Deepening global recession and credit crunch affects the region through a reduced demand for oil and a reduced ability to invest in real estate both of which have been significant drivers of growth. "These tough times have clearly shown us that world economies are closely integrated." Green noted that most Middle East executives had for many years considered reputation to be a top ten risk.
Businesses must clearly understand their risk profile and develop strategies to control and mitigate risk to an acceptable level. Corporate business leaders should also make sure they get enough feedback that approved risk mitigation strategies and controls are being applied within an organization to avoid nasty surprises.

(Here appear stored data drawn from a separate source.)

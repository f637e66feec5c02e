//! Endpoint data sources.
//!
//! # Responsibilities
//! - Supply the current endpoint list
//! - Signal changes through a `tokio::sync::watch` version counter
//!
//! # Design Decisions
//! - Watch channels coalesce: a slow rebuild only ever sees the latest
//!   version, never a backlog
//! - Endpoint lists are published as a whole (`ArcSwap`), readers never
//!   observe a half-updated list

use std::sync::{Arc, Weak};

use arc_swap::ArcSwap;
use tokio::sync::watch;
use tokio::task::JoinHandle;

use crate::routing::endpoint::Endpoint;

/// A provider of endpoints that can announce changes.
pub trait EndpointDataSource: Send + Sync {
    /// Snapshot of the current endpoints.
    fn endpoints(&self) -> Vec<Arc<Endpoint>>;

    /// Receives a new version number after every change.
    fn subscribe(&self) -> watch::Receiver<u64>;
}

/// In-memory, replaceable endpoint list.
pub struct DefaultEndpointDataSource {
    endpoints: ArcSwap<Vec<Arc<Endpoint>>>,
    version: watch::Sender<u64>,
}

impl DefaultEndpointDataSource {
    pub fn new(endpoints: Vec<Arc<Endpoint>>) -> Self {
        let (version, _) = watch::channel(0);
        Self {
            endpoints: ArcSwap::from_pointee(endpoints),
            version,
        }
    }

    /// Replace the whole list and notify subscribers.
    pub fn set_endpoints(&self, endpoints: Vec<Arc<Endpoint>>) {
        self.endpoints.store(Arc::new(endpoints));
        self.bump();
    }

    pub fn add_endpoint(&self, endpoint: Arc<Endpoint>) {
        self.endpoints.rcu(|current| {
            let mut next = Vec::clone(current);
            next.push(endpoint.clone());
            next
        });
        self.bump();
    }

    pub fn len(&self) -> usize {
        self.endpoints.load().len()
    }

    pub fn is_empty(&self) -> bool {
        self.endpoints.load().is_empty()
    }

    pub fn version(&self) -> u64 {
        *self.version.borrow()
    }

    /// Number of live change subscriptions.
    pub fn subscriber_count(&self) -> usize {
        self.version.receiver_count()
    }

    fn bump(&self) {
        self.version.send_modify(|version| *version += 1);
        tracing::debug!(version = self.version(), "Endpoint data source changed");
    }
}

impl Default for DefaultEndpointDataSource {
    fn default() -> Self {
        Self::new(Vec::new())
    }
}

impl EndpointDataSource for DefaultEndpointDataSource {
    fn endpoints(&self) -> Vec<Arc<Endpoint>> {
        Vec::clone(&self.endpoints.load())
    }

    fn subscribe(&self) -> watch::Receiver<u64> {
        self.version.subscribe()
    }
}

/// Concatenates several sources, in order.
pub struct CompositeEndpointDataSource {
    sources: Vec<Arc<dyn EndpointDataSource>>,
    version: Arc<watch::Sender<u64>>,
    forwarders: Vec<JoinHandle<()>>,
}

impl CompositeEndpointDataSource {
    /// Change notifications of the inner sources are forwarded by one task
    /// per source, so this must be called inside a Tokio runtime for the
    /// composite to observe later changes.
    pub fn new(sources: Vec<Arc<dyn EndpointDataSource>>) -> Self {
        let (version, _) = watch::channel(0);
        let version = Arc::new(version);

        let forwarders = match tokio::runtime::Handle::try_current() {
            Ok(handle) => sources
                .iter()
                .map(|source| handle.spawn(forward_changes(source.subscribe(), Arc::downgrade(&version))))
                .collect(),
            Err(_) => {
                tracing::warn!(
                    sources = sources.len(),
                    "No Tokio runtime; composite endpoint source will not forward change notifications"
                );
                Vec::new()
            }
        };

        Self {
            sources,
            version,
            forwarders,
        }
    }

    pub fn sources(&self) -> &[Arc<dyn EndpointDataSource>] {
        &self.sources
    }
}

/// Bumps the composite version for every inner change. Stops when either
/// side goes away.
async fn forward_changes(mut inner: watch::Receiver<u64>, outer: Weak<watch::Sender<u64>>) {
    while inner.changed().await.is_ok() {
        match outer.upgrade() {
            Some(sender) => sender.send_modify(|version| *version += 1),
            None => break,
        }
    }
}

impl Drop for CompositeEndpointDataSource {
    fn drop(&mut self) {
        for forwarder in &self.forwarders {
            forwarder.abort();
        }
    }
}

impl EndpointDataSource for CompositeEndpointDataSource {
    fn endpoints(&self) -> Vec<Arc<Endpoint>> {
        self.sources
            .iter()
            .flat_map(|source| source.endpoints())
            .collect()
    }

    fn subscribe(&self) -> watch::Receiver<u64> {
        self.version.subscribe()
    }
}

#[cfg(test)]
mod tests {
    use super::*;
    use std::time::Duration;

    fn endpoint(template: &str) -> Arc<Endpoint> {
        Endpoint::parse(template).unwrap().build()
    }

    #[test]
    fn test_default_source_versions() {
        let source = DefaultEndpointDataSource::new(vec![endpoint("a")]);
        let mut changes = source.subscribe();
        assert_eq!(source.version(), 0);

        source.add_endpoint(endpoint("b"));
        assert_eq!(source.len(), 2);
        assert!(changes.has_changed().unwrap());
        assert_eq!(*changes.borrow_and_update(), 1);

        source.set_endpoints(vec![]);
        assert!(source.is_empty());
        assert_eq!(source.version(), 2);
    }

    #[tokio::test]
    async fn test_composite_concatenates_and_forwards() {
        let first = Arc::new(DefaultEndpointDataSource::new(vec![endpoint("a")]));
        let second = Arc::new(DefaultEndpointDataSource::new(vec![endpoint("b"), endpoint("c")]));
        let composite = CompositeEndpointDataSource::new(vec![first as Arc<dyn EndpointDataSource>, second.clone()]);

        let names: Vec<String> = composite
            .endpoints()
            .iter()
            .map(|e| e.display_name().to_string())
            .collect();
        assert_eq!(names, vec!["a", "b", "c"]);

        let mut changes = composite.subscribe();
        second.add_endpoint(endpoint("d"));
        tokio::time::timeout(Duration::from_secs(1), changes.changed())
            .await
            .expect("change forwarded")
            .unwrap();
        assert_eq!(composite.endpoints().len(), 4);
    }

    #[tokio::test]
    async fn test_composite_drop_stops_forwarders() {
        let inner = Arc::new(DefaultEndpointDataSource::new(vec![endpoint("a")]));
        let composite = CompositeEndpointDataSource::new(vec![inner.clone() as Arc<dyn EndpointDataSource>]);
        assert_eq!(inner.subscriber_count(), 1);

        drop(composite);
        for _ in 0..100 {
            if inner.subscriber_count() == 0 {
                break;
            }
            tokio::time::sleep(Duration::from_millis(10)).await;
        }
        assert_eq!(inner.subscriber_count(), 0);
    }

    #[test]
    fn test_composite_without_runtime_still_lists_endpoints() {
        let inner = Arc::new(DefaultEndpointDataSource::new(vec![endpoint("a")]));
        let composite = CompositeEndpointDataSource::new(vec![inner.clone() as Arc<dyn EndpointDataSource>]);
        assert_eq!(composite.endpoints().len(), 1);
        assert_eq!(inner.subscriber_count(), 0);
    }
}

However because of increased volatility, organizations need to be nimble and ready to update and change strategies and plans in response to new macro developments. "Accurate cash flow forecasting has become very important," added Green.
Industries at risk
Omar Bitar, Managing Partner, Advisory Services at Ernst & Young Middle East said: "It is notable that in almost every major sector, at least one of the top 10 risks falls in each of the four risks quadrants of financial, compliance, strategic and operations risks. This emphasizes the importance of taking a broad approach to risk management, as these risks could emerge from any part of the enterprise and its activities."
In real estate, the survey unsurprisingly shows that credit crunch aftershocks is perceived globally as the top risk. As developers may slow down and reprioritize their projects, the construction sector may also suffer from over capacity.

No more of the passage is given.